La Vida eventually closed, but because the managed care department had not made public La Vida’s history of unfair payment patterns, it was more than one year later before closure, and millions of dollars in additional unpaid claims.

La Vida is just one such company in the state that is responsible for paying doctors, but either underpays their bills, or does not pay them at all according to Brault and Selesnick.

Tim Madden testified on behalf of Dr. David Strumpf, an emergency physician in the Santa Barbara area, that Strumpf regularly has bills underpaid because the companies paying the medical bills of patients re-classify the service or downgrade it, in order to pay less. Strumpf has filed complaints to the managed care department, and sent hundreds of emails, 90 percent of which went unanswered.

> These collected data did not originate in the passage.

//! Experience and item drops for killed actors.

use npc_shared::{ActorDefinition, ItemDrop, Point};
use rand::Rng;

use crate::entities::Player;

/// What a kill dropped
#[derive(Debug, Clone, Default, PartialEq, Eq)]
pub struct LootDrop {
    pub items: Vec<ItemDrop>,
    pub money: Option<u32>,
}

impl LootDrop {
    pub fn is_empty(&self) -> bool {
        self.items.is_empty() && self.money.is_none()
    }
}

/// Experience and drop generation. The formulas belong to the item system.
pub trait LootService: Send + Sync {
    /// Experience the killer gains for `victim`
    fn distribute_experience(&self, victim: &ActorDefinition, killer: &Player) -> u64;

    fn generate_drops(&self, victim: &ActorDefinition, experience: u64, killer: &Player) -> LootDrop;
}

/// Rolls the definition's loot table, capped by its drop count
#[derive(Debug, Clone)]
pub struct DropTableLoot {
    /// Chance that a kill also drops money
    pub money_chance: f64,
}

impl Default for DropTableLoot {
    fn default() -> Self {
        Self { money_chance: 0.3 }
    }
}

impl LootService for DropTableLoot {
    fn distribute_experience(&self, victim: &ActorDefinition, _killer: &Player) -> u64 {
        victim.level as u64 * 10 + victim.max_health as u64 / 10
    }

    fn generate_drops(&self, victim: &ActorDefinition, experience: u64, _killer: &Player) -> LootDrop {
        let mut rng = rand::thread_rng();

        let mut items = Vec::new();
        for entry in &victim.loot_table {
            if items.len() >= victim.drop_count as usize {
                break;
            }
            if rng.gen::<f32>() < entry.drop_chance {
                let quantity = rng.gen_range(entry.min_quantity.min(entry.max_quantity)..=entry.max_quantity);
                items.push(ItemDrop {
                    item_id: entry.item_id,
                    quantity,
                });
            }
        }

        let money = rng
            .gen_bool(self.money_chance.clamp(0.0, 1.0))
            .then(|| (experience / 2).max(1).min(u32::MAX as u64) as u32);

        LootDrop { items, money }
    }
}

/// An item lying on the map
#[derive(Debug, Clone, PartialEq, Eq)]
pub struct DroppedItem {
    pub id: u32,
    pub item: ItemDrop,
    pub position: Point,
}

The doctors said they just want fair payment for emergency services, and want the managed care department to enforce the laws.

Dr. Brault presented solutions, which include:

  • Requiring the state’s managed care department to enforce AB1455 violations in a timely manner, and use meaningful fines to discourage inappropriate payment practices;
  • Establish ‘reasonable value’ standards;
  • Use unbiased, non-conflicted adjudicators and claims coding experts;
  • Require paying groups and medical foundations to abide by AB1455 regulations and meet Know-Keene capital requirements.

Jones suggested introducing legislation to address the problem, and asked if the managed care department doesn’t already have the authority to enforce AB1455.

Jones again expressed his dismay that the managed care department officials chose not to attend the hearing. The managed care department representatives are Schwarzenegger appointees and practically out the door as of last Tuesday’s election. Had the hearing been held six months ago, the managed care department’s appointees and officials would have appeared and the process of accountability could have begun in a more meaningful way.

Many in the current Legislature are also on the way out, and newly elected Assembly members and senators will be coming in, but not until January – at which time Jones also begins his new role as insurance commissioner. And the new governor will appoint new officials to run the Department of Managed Care.

Perhaps this hearing was a precursor to Jones’ new job. “This is very troubling, and not sustainable,” he said.